A common, but serious, vascular complication in people with diabetes often goes undetected and should be screened for more frequently, according to a Consensus Statement published in the December issue of Diabetes Care.

Peripheral arterial disease (PAD) is a form of peripheral vascular disease that occurs when blood vessels in the legs are narrowed or blocked by fatty deposits, decreasing blood flow to the feet and legs. One in three people with diabetes over age 50 is estimated to have this condition; in all, as many as 12 million Americans have it. If undetected, PAD can lead to amputations of the lower limbs and increase a person's risk for having a heart attack or stroke within five years resulting in death for about one-third of those patients.

"PAD is an unaddressed and under-appreciated problem for patients with diabetes," said Peter Sheehan, MD, Director of the Diabetes Foot & Ankle Center at the Hospital for Joint Diseases in New York City, who chaired the Consensus Panel. "While many diabetes patients with PAD do not have any symptoms, some do experience problems such as leg pain or fatigue during walking and attribute it to just getting older. These people may not feel up to their usual activities and have a greatly reduced quality of life. More critical, people with diabetes and PAD have a high risk of other forms of vascular disease - such as heart attacks and stroke."
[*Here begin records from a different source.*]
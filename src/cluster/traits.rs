use std::ops::RangeInclusive;

use crate::error::Result;

/// Common interface for hard clustering algorithms (one label per point).
pub trait Clustering {
    /// Fit the model (if needed) and return one cluster label per input point.
    ///
    /// Points that belong to no cluster carry the algorithm's noise label.
    fn fit_predict(&self, data: &[Vec<f32>]) -> Result<Vec<usize>>;

    /// The configured number of clusters (if applicable).
    ///
    /// For algorithms that discover the number of clusters dynamically (e.g. DBSCAN),
    /// this returns 0.
    fn n_clusters(&self) -> usize;
}

/// A pairwise similarity score over equal-length vectors.
///
/// Higher means more alike. Implementations must be pure and symmetric:
/// `similarity(a, b) == similarity(b, a)`, no interior state.
pub trait Similarity: Send + Sync {
    /// Score `a` against `b`.
    ///
    /// # Errors
    ///
    /// - [`Error::EmptyVector`](crate::Error::EmptyVector) /
    ///   [`Error::DimensionMismatch`](crate::Error::DimensionMismatch) for malformed input.
    /// - [`Error::DegenerateVector`](crate::Error::DegenerateVector) when a vector cannot
    ///   be scored.
    fn similarity(&self, a: &[f32], b: &[f32]) -> Result<f32>;

    /// Scores this metric can produce, bounds included.
    ///
    /// Thresholds compared against the metric, such as DBSCAN's `eps`, must
    /// lie in this range. The default is `[-1, 1]`, the range of cosine
    /// similarity; metrics on another scale (a negated distance, say) should
    /// override it.
    fn range(&self) -> RangeInclusive<f32> {
        -1.0..=1.0
    }
}

impl<S: Similarity + ?Sized> Similarity for &S {
    fn similarity(&self, a: &[f32], b: &[f32]) -> Result<f32> {
        (**self).similarity(a, b)
    }

    fn range(&self) -> RangeInclusive<f32> {
        (**self).range()
    }
}
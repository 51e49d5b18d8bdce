//! Eps-neighborhoods over a fixed set of embeddings.
//!
//! Row `i` holds every index `j` with `similarity(i, j) >= eps`, in ascending
//! order, and always contains `i` itself. Rows are identical whichever
//! [`NeighborStrategy`] builds them; only the cost profile differs.

use rayon::prelude::*;
use serde::{Deserialize, Serialize};

use super::traits::Similarity;
use crate::error::{Error, Result};

/// How neighbor rows are computed.
#[derive(Debug, Clone, Copy, Default, PartialEq, Eq, Hash, Serialize, Deserialize)]
#[serde(rename_all = "snake_case")]
pub enum NeighborStrategy {
    /// All rows up front on the calling thread.
    ///
    /// Evaluates each unordered pair once, so the metric must be symmetric.
    #[default]
    Eager,
    /// All rows up front on the rayon pool, one row per task.
    Parallel,
    /// Rows computed the first time the clusterer asks for them.
    Lazy,
}

pub(crate) struct NeighborIndex<'a, S> {
    data: &'a [Vec<f32>],
    metric: &'a S,
    eps: f32,
    rows: Vec<Option<Vec<usize>>>,
}

impl<'a, S: Similarity> NeighborIndex<'a, S> {
    pub(crate) fn build(
        data: &'a [Vec<f32>],
        metric: &'a S,
        eps: f32,
        strategy: NeighborStrategy,
    ) -> Result<Self> {
        let mut index = Self {
            data,
            metric,
            eps,
            rows: vec![None; data.len()],
        };
        match strategy {
            NeighborStrategy::Eager => index.fill_symmetric()?,
            NeighborStrategy::Parallel => index.fill_parallel()?,
            NeighborStrategy::Lazy => {}
        }
        Ok(index)
    }

    /// Neighbors of `i`, itself included.
    pub(crate) fn neighbors(&mut self, i: usize) -> Result<&[usize]> {
        if self.rows[i].is_none() {
            let row = row(self.data, self.metric, self.eps, i).map_err(PairError::report)?;
            self.rows[i] = Some(row);
        }
        Ok(self.rows[i].as_deref().unwrap_or_default())
    }

    fn fill_symmetric(&mut self) -> Result<()> {
        let n = self.data.len();
        let mut rows: Vec<Vec<usize>> = vec![Vec::new(); n];
        for i in 0..n {
            score(self.data, self.metric, i, i).map_err(PairError::report)?;
            rows[i].push(i);
            for j in (i + 1)..n {
                if score(self.data, self.metric, i, j).map_err(PairError::report)? >= self.eps {
                    rows[i].push(j);
                    rows[j].push(i);
                }
            }
        }
        self.rows = rows.into_iter().map(Some).collect();
        Ok(())
    }

    fn fill_parallel(&mut self) -> Result<()> {
        let (data, metric, eps) = (self.data, self.metric, self.eps);
        let rows: Vec<std::result::Result<Vec<usize>, PairError>> = (0..data.len())
            .into_par_iter()
            .map(|i| row(data, metric, eps, i))
            .collect();

        // Report the first failing row in input order, not whichever thread lost the race.
        self.rows = rows
            .into_iter()
            .map(|r| r.map(Some))
            .collect::<std::result::Result<Vec<_>, _>>()
            .map_err(PairError::report)?;
        Ok(())
    }
}

/// A failed comparison, kept unlogged until it is known to end the run.
struct PairError {
    i: usize,
    j: usize,
    error: Error,
}

impl PairError {
    fn report(self) -> Error {
        tracing::warn!(i = self.i, j = self.j, error = %self.error, "similarity failed, aborting run");
        self.error
    }
}

fn row<S: Similarity>(
    data: &[Vec<f32>],
    metric: &S,
    eps: f32,
    i: usize,
) -> std::result::Result<Vec<usize>, PairError> {
    let mut out = Vec::new();
    for j in 0..data.len() {
        let s = score(data, metric, i, j)?;
        if j == i || s >= eps {
            out.push(j);
        }
    }
    Ok(out)
}

fn score<S: Similarity>(
    data: &[Vec<f32>],
    metric: &S,
    i: usize,
    j: usize,
) -> std::result::Result<f32, PairError> {
    metric
        .similarity(&data[i], &data[j])
        .map_err(|error| PairError { i, j, error })
}
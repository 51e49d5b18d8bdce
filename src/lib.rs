//! Density clustering for embedding vectors.
//!
//! `huddle` groups fixed-length embeddings (typically one per detected face)
//! by mutual similarity, and matches new embeddings against labelled ones.
//!
//! The primary public API is under [`cluster`], which provides:
//! - DBSCAN over a similarity threshold, with noise absorption and a reserved noise id
//! - kNN matching with an "unknown" threshold, backed by a KD-tree gallery index
//! - cosine similarity that rejects degenerate vectors

#![forbid(unsafe_code)]

pub mod cluster;
pub mod error;

pub use cluster::{
    cosine_similarity, ClusterAssignment, Clustering, Cosine, Dbscan, DbscanParams,
    GallerySearch, KdTree, KnnClassifier, Neighbor, NeighborStrategy, Prediction, Similarity,
};
pub use error::{Error, ErrorKind, Result};
impl PointLabel {
    fn mark_noise(&mut self) {
        debug_assert_eq!(*self, PointLabel::Unclassified);
        if *self == PointLabel::Unclassified {
            *self = PointLabel::Noise;
        }
    }

    /// Join cluster `id` unless already in a cluster. Returns whether the label changed.
    fn join(&mut self, id: usize) -> bool {
        match *self {
            PointLabel::Unclassified | PointLabel::Noise => {
                *self = PointLabel::Cluster(id);
                true
            }
            PointLabel::Cluster(_) => false,
        }
    }
}

/// DBSCAN clustering algorithm.
#[derive(Debug, Clone)]
pub struct Dbscan<S = Cosine> {
    params: DbscanParams,
    metric: S,
}

impl Dbscan<Cosine> {
    /// Create a new DBSCAN clusterer using cosine similarity.
    ///
    /// # Arguments
    ///
    /// * `eps` - Minimum similarity between two neighbors.
    /// * `min_pts` - Minimum neighborhood size (self included) of a core point.
    ///
    /// # Typical Values
    ///
    /// For L2-normalized face embeddings, `eps` around 0.5-0.8 and `min_pts`
    /// of 2-3. Both depend heavily on the embedding model.
    pub fn new(eps: f32, min_pts: usize) -> Self {
        Self::from_params(DbscanParams {
            eps,
            min_pts,
            strategy: NeighborStrategy::default(),
        })
    }

    /// Create a clusterer from a parameter block, e.g. one read from a config file.
    pub fn from_params(params: DbscanParams) -> Self {
        Self {
            params,
            metric: Cosine,
        }
    }
}

impl<S: Similarity> Dbscan<S> {
    /// Set eps (similarity threshold).
    pub fn with_eps(mut self, eps: f32) -> Self {
        self.params.eps = eps;
        self
    }

    /// Set minimum neighborhood size for core classification.
    pub fn with_min_pts(mut self, min_pts: usize) -> Self {
        self.params.min_pts = min_pts;
        self
    }

    /// Set how neighborhoods are computed.
    pub fn with_strategy(mut self, strategy: NeighborStrategy) -> Self {
        self.params.strategy = strategy;
        self
    }

    /// Replace the similarity metric.
    pub fn with_metric<T: Similarity>(self, metric: T) -> Dbscan<T> {
        Dbscan {
            params: self.params,
            metric,
        }
    }

    /// Current parameters.
    pub fn params(&self) -> &DbscanParams {
        &self.params
    }

    /// The similarity metric in use.
    pub fn metric(&self) -> &S {
        &self.metric
    }

    /// Cluster `data`, one row per point.
    ///
    /// # Errors
    ///
    /// - [`Error::EmptyInput`], [`Error::InvalidParameter`], [`Error::EmptyVector`],
    ///   [`Error::DimensionMismatch`]: reported before any similarity is computed.
    /// - [`Error::DegenerateVector`]: some row is zero or non-finite. The whole run
    ///   is abandoned; no partial labels are returned.
    pub fn cluster(&self, data: &[Vec<f32>]) -> Result<ClusterAssignment> {
        let n = data.len();
        if n == 0 {
            return Err(Error::EmptyInput);
        }
        self.params.validate()?;
        if !self.metric.range().contains(&self.params.eps) {
            return Err(Error::InvalidParameter {
                name: "eps",
                message: "must lie within the metric's score range",
            });
        }
        let dim = util::check_dimensions(data)?;

        let DbscanParams {
            eps,
            min_pts,
            strategy,
        } = self.params;
        debug!(points = n, dim, eps, min_pts, ?strategy, "dbscan run starting");
        let started = Instant::now();

        let mut index = NeighborIndex::build(data, &self.metric, eps, strategy)?;
        let mut labels = vec![PointLabel::Unclassified; n];
        // queued_for[i] == Some(c) once i has entered the queue while growing cluster c.
        let mut queued_for: Vec<Option<usize>> = vec![None; n];
        let mut queue: VecDeque<usize> = VecDeque::new();
        let mut cluster_count = 0;

        for p in 0..n {
            if labels[p] != PointLabel::Unclassified {
                continue;
            }

            let seeds = index.neighbors(p)?;
            if seeds.len() < min_pts {
                labels[p].mark_noise();
                continue;
            }

            let id = cluster_count;
            cluster_count += 1;
            trace!(seed = p, cluster = id, size = seeds.len(), "opening cluster");

            labels[p].join(id);
            queued_for[p] = Some(id);
            for &q in seeds {
                if queued_for[q] != Some(id) {
                    queued_for[q] = Some(id);
                    queue.push_back(q);
                }
            }

            while let Some(q) = queue.pop_front() {
                if let PointLabel::Cluster(other) = labels[q] {
                    if other != id {
                        continue;
                    }
                }
                labels[q].join(id);

                // Absorbed noise never passes this check: neighborhood sizes are fixed per run.
                let reach = index.neighbors(q)?;
                if reach.len() >= min_pts {
                    for &r in reach {
                        if queued_for[r] != Some(id) {
                            queued_for[r] = Some(id);
                            queue.push_back(r);
                        }
                    }
                }
            }
        }

        let noise_id = cluster_count;
        let out: Vec<usize> = labels
            .into_iter()
            .map(|l| match l {
                PointLabel::Cluster(id) => id,
                PointLabel::Unclassified | PointLabel::Noise => noise_id,
            })
            .collect();
        let assignment = ClusterAssignment::new(out, cluster_count);

        debug!(
            clusters = assignment.cluster_count(),
            noise = assignment.noise_count(),
            elapsed_ms = started.elapsed().as_millis() as u64,
            "dbscan run finished"
        );
        Ok(assignment)
    }

    /// Fit and predict, returning labels where noise is `None`.
    pub fn fit_predict_with_noise(&self, data: &[Vec<f32>]) -> Result<Vec<Option<usize>>> {
        Ok(self.cluster(data)?.to_options())
    }
}

impl<S: Similarity> Clustering for Dbscan<S> {
    /// Labels in `0..k` for clusters and `k` for noise, where `k` is the number
    /// of clusters found.
    fn fit_predict(&self, data: &[Vec<f32>]) -> Result<Vec<usize>> {
        Ok(self.cluster(data)?.into_labels())
    }

    /// DBSCAN discovers clusters dynamically, so this returns 0.
    ///
    /// To get the actual number of clusters, use [`Dbscan::cluster`].
    fn n_clusters(&self) -> usize {
        0
    }
}
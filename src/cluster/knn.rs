//! k-nearest-neighbor matching against a labelled gallery of embeddings.
//!
//! Used to put a name on a new face: the `k` gallery entries most similar to
//! the query, among those scoring at least `threshold`, vote on a label. A
//! query with no entry at or above `threshold` is reported as unknown.
//!
//! Candidates come from a [`KdTree`] over the L2-normalized gallery by
//! default, or from a full scan ([`GallerySearch::Exhaustive`]). The tree
//! ranks by angle, so the two agree for [`Cosine`] and any metric that orders
//! pairs the same way.

use std::collections::HashMap;

use serde::{Deserialize, Serialize};

use super::kdtree::KdTree;
use super::similarity::Cosine;
use super::traits::Similarity;
use super::util;
use crate::error::{Error, Result};

/// Widens the tree's search radius past the threshold so rounding in the
/// distance never drops an entry the metric would accept.
const RADIUS_SLACK: f32 = 1e-4;

/// Outcome of a successful match.
#[derive(Debug, Clone, Copy, PartialEq)]
pub struct Prediction {
    /// Winning label.
    pub label: usize,
    /// Best similarity among the neighbors that voted for `label`.
    pub similarity: f32,
    /// Number of neighbors that voted for `label`.
    pub votes: usize,
}

/// Where [`KnnClassifier::predict`] gets its candidates.
#[derive(Debug, Clone, Copy, Default, PartialEq, Eq, Hash, Serialize, Deserialize)]
#[serde(rename_all = "snake_case")]
pub enum GallerySearch {
    /// Bounded k-nearest search in a KD-tree over the normalized gallery.
    #[default]
    KdTree,
    /// Score every gallery entry with the metric.
    Exhaustive,
}

/// kNN classifier over a fixed gallery.
#[derive(Debug, Clone)]
pub struct KnnClassifier<S = Cosine> {
    k: usize,
    threshold: f32,
    metric: S,
    search: GallerySearch,
    gallery: Vec<Vec<f32>>,
    labels: Vec<usize>,
    index: KdTree,
}

impl KnnClassifier<Cosine> {
    /// Create an empty classifier using cosine similarity.
    ///
    /// * `k` - Number of neighbors that vote.
    /// * `threshold` - Minimum similarity for a gallery entry to vote; a query
    ///   with no such entry is unknown.
    pub fn new(k: usize, threshold: f32) -> Self {
        Self {
            k,
            threshold,
            metric: Cosine,
            search: GallerySearch::default(),
            gallery: Vec::new(),
            labels: Vec::new(),
            index: KdTree::new(),
        }
    }
}

impl<S: Similarity> KnnClassifier<S> {
    /// Replace the similarity metric. Any fitted gallery is kept.
    ///
    /// Switches to [`GallerySearch::Exhaustive`], since the tree's ordering
    /// only holds for cosine-like metrics. Use [`with_search`](Self::with_search)
    /// afterwards to opt back in.
    pub fn with_metric<T: Similarity>(self, metric: T) -> KnnClassifier<T> {
        KnnClassifier {
            k: self.k,
            threshold: self.threshold,
            metric,
            search: GallerySearch::Exhaustive,
            gallery: self.gallery,
            labels: self.labels,
            index: self.index,
        }
    }

    /// Choose the candidate source. Can be changed before or after `fit`.
    pub fn with_search(mut self, search: GallerySearch) -> Self {
        self.search = search;
        self
    }

    pub fn search(&self) -> GallerySearch {
        self.search
    }

    /// Number of gallery entries.
    pub fn len(&self) -> usize {
        self.gallery.len()
    }

    pub fn is_empty(&self) -> bool {
        self.gallery.is_empty()
    }

    /// Replace the gallery with `embeddings`, labelled by `labels`.
    ///
    /// Every embedding is checked against itself, so degenerate vectors are
    /// rejected here rather than at query time. On error the previous gallery
    /// is left as it was.
    pub fn fit(&mut self, embeddings: &[Vec<f32>], labels: &[usize]) -> Result<()> {
        if self.k == 0 {
            return Err(Error::InvalidParameter {
                name: "k",
                message: "must be at least 1",
            });
        }
        if !self.threshold.is_finite() {
            return Err(Error::InvalidParameter {
                name: "threshold",
                message: "must be finite",
            });
        }
        if embeddings.len() != labels.len() {
            return Err(Error::LabelCountMismatch {
                embeddings: embeddings.len(),
                labels: labels.len(),
            });
        }
        util::check_dimensions(embeddings)?;

        let mut index = KdTree::new();
        for e in embeddings {
            self.metric.similarity(e, e)?;
            let mut unit = e.clone();
            util::normalize(&mut unit);
            index.insert(&unit)?;
        }

        self.gallery = embeddings.to_vec();
        self.labels = labels.to_vec();
        self.index = index;
        tracing::debug!(
            entries = self.gallery.len(),
            k = self.k,
            search = ?self.search,
            "knn gallery fitted"
        );
        Ok(())
    }

    /// Label of the closest match, or `None` if nothing is similar enough.
    ///
    /// # Errors
    ///
    /// [`Error::EmptyInput`] before [`fit`](Self::fit),
    /// [`Error::DimensionMismatch`] when the query does not match the gallery,
    /// plus whatever the metric reports for a degenerate query.
    pub fn predict(&self, query: &[f32]) -> Result<Option<Prediction>> {
        if self.gallery.is_empty() {
            return Err(Error::EmptyInput);
        }
        if query.len() != self.index.dim() {
            return Err(Error::DimensionMismatch {
                expected: self.index.dim(),
                found: query.len(),
            });
        }
        // Reject a degenerate query even when no candidate would be scored.
        self.metric.similarity(query, query)?;

        let scored = match self.search {
            GallerySearch::KdTree => self.tree_candidates(query)?,
            GallerySearch::Exhaustive => self.scan(query)?,
        };
        if scored.is_empty() {
            tracing::trace!(threshold = self.threshold, "no match above threshold");
            return Ok(None);
        }

        // label -> (votes, summed similarity, best similarity, first rank)
        let mut tally: HashMap<usize, (usize, f32, f32, usize)> = HashMap::new();
        for (rank, &(i, s)) in scored.iter().enumerate() {
            let entry = tally.entry(self.labels[i]).or_insert((0, 0.0, s, rank));
            entry.0 += 1;
            entry.1 += s;
        }

        let winner = tally
            .into_iter()
            .max_by(|a, b| {
                let (va, sa, _, ra) = a.1;
                let (vb, sb, _, rb) = b.1;
                va.cmp(&vb)
                    .then(sa.total_cmp(&sb))
                    .then(rb.cmp(&ra))
            })
            .map(|(label, (votes, _, similarity, _))| Prediction {
                label,
                similarity,
                votes,
            });
        Ok(winner)
    }

    /// [`predict`](Self::predict) for each query, in order.
    pub fn predict_batch(&self, queries: &[Vec<f32>]) -> Result<Vec<Option<Prediction>>> {
        queries.iter().map(|q| self.predict(q)).collect()
    }

    /// Every entry at or above the threshold, most similar first, cut to `k`.
    fn scan(&self, query: &[f32]) -> Result<Vec<(usize, f32)>> {
        let mut scored = Vec::new();
        for (i, g) in self.gallery.iter().enumerate() {
            let s = self.metric.similarity(query, g)?;
            if s >= self.threshold {
                scored.push((i, s));
            }
        }
        Ok(self.rank(scored))
    }

    /// The `k` nearest tree entries, rescored with the metric.
    fn tree_candidates(&self, query: &[f32]) -> Result<Vec<(usize, f32)>> {
        let mut unit = query.to_vec();
        util::normalize(&mut unit);
        // On unit vectors |a - b|² = 2 - 2 cos(a, b).
        let radius = (2.0 - 2.0 * self.threshold).max(0.0) + RADIUS_SLACK;

        let mut scored = Vec::new();
        for hit in self.index.nearest(&unit, self.k, radius)? {
            let s = self.metric.similarity(query, &self.gallery[hit.index])?;
            if s >= self.threshold {
                scored.push((hit.index, s));
            }
        }
        Ok(self.rank(scored))
    }

    fn rank(&self, mut scored: Vec<(usize, f32)>) -> Vec<(usize, f32)> {
        // Equal scores keep gallery order.
        scored.sort_by(|a, b| b.1.total_cmp(&a.1).then(a.0.cmp(&b.0)));
        scored.truncate(self.k);
        scored
    }
}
Because of the high cardiovascular risk associated with PAD and the potential for functional impairment and limb loss, a Consensus Panel brought together by the American Diabetes Association (ADA) recommends that anyone over the age of 50 who has diabetes get screened for PAD. People with diabetes who are younger than 50 should be considered for screening if they have other risk factors for this condition, including smoking, high blood pressure, high cholesterol or having diabetes for more than 10 years.